La réponse pénale au Covid-19 : droit pénal d’exception ?

Dossier à paraître dans le prochain n° de la revue Droit pénal (N° 05-Mai 2020 – Réf. : Dr. pén. 2020, dossier 1 à 4) : LA REPONSE PENALE AU COVID-19 : DROIT PENAL D’EXCEPTION

La réponse pénale au Covid-19 : Droit pénal d’exception ?

Evelyne BONIS, professeur à l’université de Bordeaux, Institut de sciences criminelles et de la Justice (EA 4633)

Philippe CONTE, professeur à l’université Panthéon-Assas (Paris II), directeur de l’institut de criminologie et de droit pénal de Paris

Virginie PELTIER, professeur à l’université de Bordeaux, Institut de sciences criminelles et de la Justice (EA 4633)

Cédric RIBEYRE, professeur à l’université Grenoble Alpes, directeur de l’École doctorale sciences juridiques

La pandémie du Covid-19 et l’instauration d’un confinement ont provoqué la création de nouvelles incriminations, contraventions mais aussi délits.
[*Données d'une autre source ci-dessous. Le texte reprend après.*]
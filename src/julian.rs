//! Conversion between Gregorian calendar dates and Julian days.
//!
//! A [`JulianDay`] is a continuous count of days, fractional part included,
//! and serves as the pivot between the solar and the lunar calendar. Civil
//! days start at midnight, i.e. at `JDN - 0.5`.

/// A [Julian date](https://en.wikipedia.org/wiki/Julian_day), real valued.
#[derive(Debug, Copy, Clone, PartialEq, PartialOrd)]
#[cfg_attr(feature = "serde", derive(serde::Serialize, serde::Deserialize))]
pub struct JulianDay(pub f64);

/// First day of the Gregorian calendar (1582-10-15) as a Julian day number.
pub const GREGORIAN_REFORM_JDN: i64 = 2299161;

impl JulianDay {
    /// Returns the Julian day number (JDN) of the civil day containing this
    /// instant, in UT.
    pub fn jdn(&self) -> i64 {
        (self.0 + 0.5).floor() as i64
    }
    /// Returns the first midnight (UT) at or after this instant.
    ///
    /// # Example
    ///
    /// ```
    /// use amlich::julian::JulianDay;
    ///
    /// assert_eq!(JulianDay(2451545.5), JulianDay(2451544.7).next_midnight());
    /// assert_eq!(JulianDay(2451544.5), JulianDay(2451544.5).next_midnight());
    /// ```
    pub fn next_midnight(&self) -> JulianDay {
        JulianDay((self.0 - 0.5).ceil() + 0.5)
    }
}

/// Computes the Julian day at midnight (UT) starting a Gregorian date.
///
/// No range check is performed; see [`crate::Date::from_gregorian`] for the
/// validated entry point.
///
/// # Example
///
/// ```
/// use amlich::julian::{gregorian_to_julian_day, JulianDay};
///
/// assert_eq!(JulianDay(2451544.5), gregorian_to_julian_day(1, 1, 2000));
/// ```
pub fn gregorian_to_julian_day(day: u32, month: u32, year: i32) -> JulianDay {
    let (mut y, mut m) = (year as i64, month as i64);
    if m <= 2 {
        y -= 1;
        m += 12;
    }
    let a = y.div_euclid(100);
    let b = 2 - a + a.div_euclid(4);
    JulianDay(
        (365.25 * (y + 4716) as f64).floor()
            + (30.6001 * (m + 1) as f64).floor()
            + (day as i64 + b) as f64
            - 1524.5,
    )
}

/// Converts a Julian day back into a Gregorian `(day, month, year)`.
///
/// The civil day containing `jd` is returned. Julian days before the
/// Gregorian reform are read as dates of the Julian calendar.
///
/// # Example
///
/// ```
/// use amlich::julian::{julian_day_to_gregorian, JulianDay};
///
/// assert_eq!((1, 1, 2000), julian_day_to_gregorian(JulianDay(2451544.5)));
/// assert_eq!((10, 2, 2024), julian_day_to_gregorian(JulianDay(2460350.9)));
/// ```
pub fn julian_day_to_gregorian(jd: JulianDay) -> (u32, u32, i32) {
    let z = jd.jdn();
    let a = if z < GREGORIAN_REFORM_JDN {
        z
    } else {
        let alpha = ((z as f64 - 1867216.25) / 36524.25).floor() as i64;
        z + 1 + alpha - alpha.div_euclid(4)
    };
    let b = a + 1524;
    let c = ((b as f64 - 122.1) / 365.25).floor() as i64;
    let d = (365.25 * c as f64).floor() as i64;
    let e = ((b - d) as f64 / 30.6001).floor() as i64;

    let day = b - d - (30.6001 * e as f64).floor() as i64;
    let month = if e < 14 { e - 1 } else { e - 13 };
    let year = if month > 2 { c - 4716 } else { c - 4715 };
    (day as u32, month as u32, year as i32)
}

#[cfg(test)]
mod tests {
    use super::*;
    use crate::date::days_in_month;

    #[test]
    fn to_julian_day() {
        assert_eq!(JulianDay(2440587.5), gregorian_to_julian_day(1, 1, 1970));
        assert_eq!(JulianDay(2459465.5), gregorian_to_julian_day(8, 9, 2021));
        assert_eq!(JulianDay(2460350.5), gregorian_to_julian_day(10, 2, 2024));
    }

    #[test]
    fn from_julian_day() {
        assert_eq!((1, 1, 1970), julian_day_to_gregorian(JulianDay(2440587.5)));
        assert_eq!((8, 9, 2021), julian_day_to_gregorian(JulianDay(2459465.5)));
        // 1582-10-04 (Julian) was followed by 1582-10-15 (Gregorian)
        assert_eq!((4, 10, 1582), julian_day_to_gregorian(JulianDay(2299159.5)));
        assert_eq!((15, 10, 1582), julian_day_to_gregorian(JulianDay(2299160.5)));
    }

    #[test]
    fn leap_day() {
        let feb28 = gregorian_to_julian_day(28, 2, 2024);
        let feb29 = gregorian_to_julian_day(29, 2, 2024);
        let mar1 = gregorian_to_julian_day(1, 3, 2024);
        assert_eq!(1.0, feb29.0 - feb28.0);
        assert_eq!(1.0, mar1.0 - feb29.0);
        let feb28 = gregorian_to_julian_day(28, 2, 2023);
        let mar1 = gregorian_to_julian_day(1, 3, 2023);
        assert_eq!(1.0, mar1.0 - feb28.0);
    }

    #[test]
    fn round_trip_1900_2100() {
        let mut last = gregorian_to_julian_day(31, 12, 1899);
        for year in 1900..=2100 {
            for month in 1..=12 {
                for day in 1..=days_in_month(month, year) {
                    let jd = gregorian_to_julian_day(day, month, year);
                    assert_eq!(1.0, jd.0 - last.0, "{year:04}-{month:02}-{day:02}");
                    assert_eq!((day, month, year), julian_day_to_gregorian(jd));
                    last = jd;
                }
            }
        }
    }

    #[test]
    fn midnights() {
        assert_eq!(2451545, JulianDay(2451544.5).jdn());
        assert_eq!(2451545, JulianDay(2451545.49).jdn());
        assert_eq!(JulianDay(2460350.5), JulianDay(2460350.0).next_midnight());
    }
}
La conciliation de ces nouvelles infractions avec celles préexistant à l’urgence sanitaire, notamment avec le délit dit « de mise en danger », suscite des interrogations (étude 2). Prise sur le fondement de la loi d’urgence sanitaire n° 2020-290 du 23 mars 2020, l’ordonnance n° 2020-303 du 25 mars 2020 portant adaptation de règles de procédure pénale, vise à assurer la continuité de la justice pénale pendant la crise sanitaire, multipliant les dérogations au droit commun (étude 3). Cette crise sanitaire a aussi conduit le législateur à revoir tant les règles de droit pénitentiaire que les règles relatives aux aménagements de peine, dans un contexte de surpopulation carcérale où l’observance des « gestes barrière » semble illusoire (étude 4).

Le droit pénal de crise : l’exemple du virus Covid-19………………….. p. 1

La procédure pénale à l’épreuve de l’état d’urgence sanitaire…………. p. 6

Le droit de la peine et la lutte contre le Covid-19 en milieu carcéral….. p. 11

Le droit pénal de crise : l’exemple du virus Covid-19

  • La pandémie du Covid-19 a nécessité la création de nouvelles incriminations, contraventions mais aussi délits.
  • Si ce droit pénal est un droit de crise, il ne présente pas, cependant, les caractères d’un droit d’exception.
  • Pour autant la conciliation des nouvelles infractions avec celles préexistant à l’urgence sanitaire, notamment avec le délit dit « de mise en danger », peut susciter des difficultés.

1 – L’épidémie consécutive au virus Covid-19 a suscité une législation pénale 1 dont l’originalité peut se résumer par l’expression de « doit pénal de crise », en écho à la notion d’« état d’urgence sanitaire » qui, introduite par l’article 2 de la loi du 23 mars 2020 2, est apparue dans l’intitulé du chapitre 1er bis du titre III du livre Ier de la troisième partie du Code de la santé publique, comme en son article L. 3131-1.

2 – Cet arsenal, certes, n’est pas sans précédent : à sa manière, la succession de lois pour répondre aux attaques terroristes contre la France relève du genre ; mais en matière sanitaire 3, la législation de crise présente des caractères particuliers : réagissant à l’évolution de l’épidémie, le législateur pénal est intervenu par des dispositions répressives elles-mêmes évolutives et destinées à n’être que temporaires, pour avoir à cesser au temps du retour à une situation normale. Tributaires des avis scientifiques, mais aussi des considérations politiques 4, les mesures sanitaires de lutte contre l’épidémie ont ainsi tracé la voie et ont précédé, dans leur avance cahoteuse, les infractions multiples qui en ont donné une traduction pénale, d’abord par une simple application du droit pénal ordinaire, puis, bientôt, par des dispositions spécifiques, dont la conciliation avec ce droit commun n’est pas forcément aisée. Mais ce droit pénal de crise, pour autant, n’a pas fait appel à des mécanismes juridiques relevant d’un droit d’exception 5, à l’opposé d’autres règles qui, elles, ont sacrifié aux mesures dérogatoires, voire exceptionnelles 6. Cette législation s’offre ainsi comme un modèle, avec ses qualités (la réactivité) et ses limites (l’improvisation). Cet exposé n’a d’autre ambition que d’en retracer les étapes, en se livrant à un sinueux et rebutant jeu de pistes réglementaire et législatif, afin d’illustrer les caractères ci-dessus relevés : une législation évolutive (1), temporaire (2) et en marge du droit pénal ordinaire (3).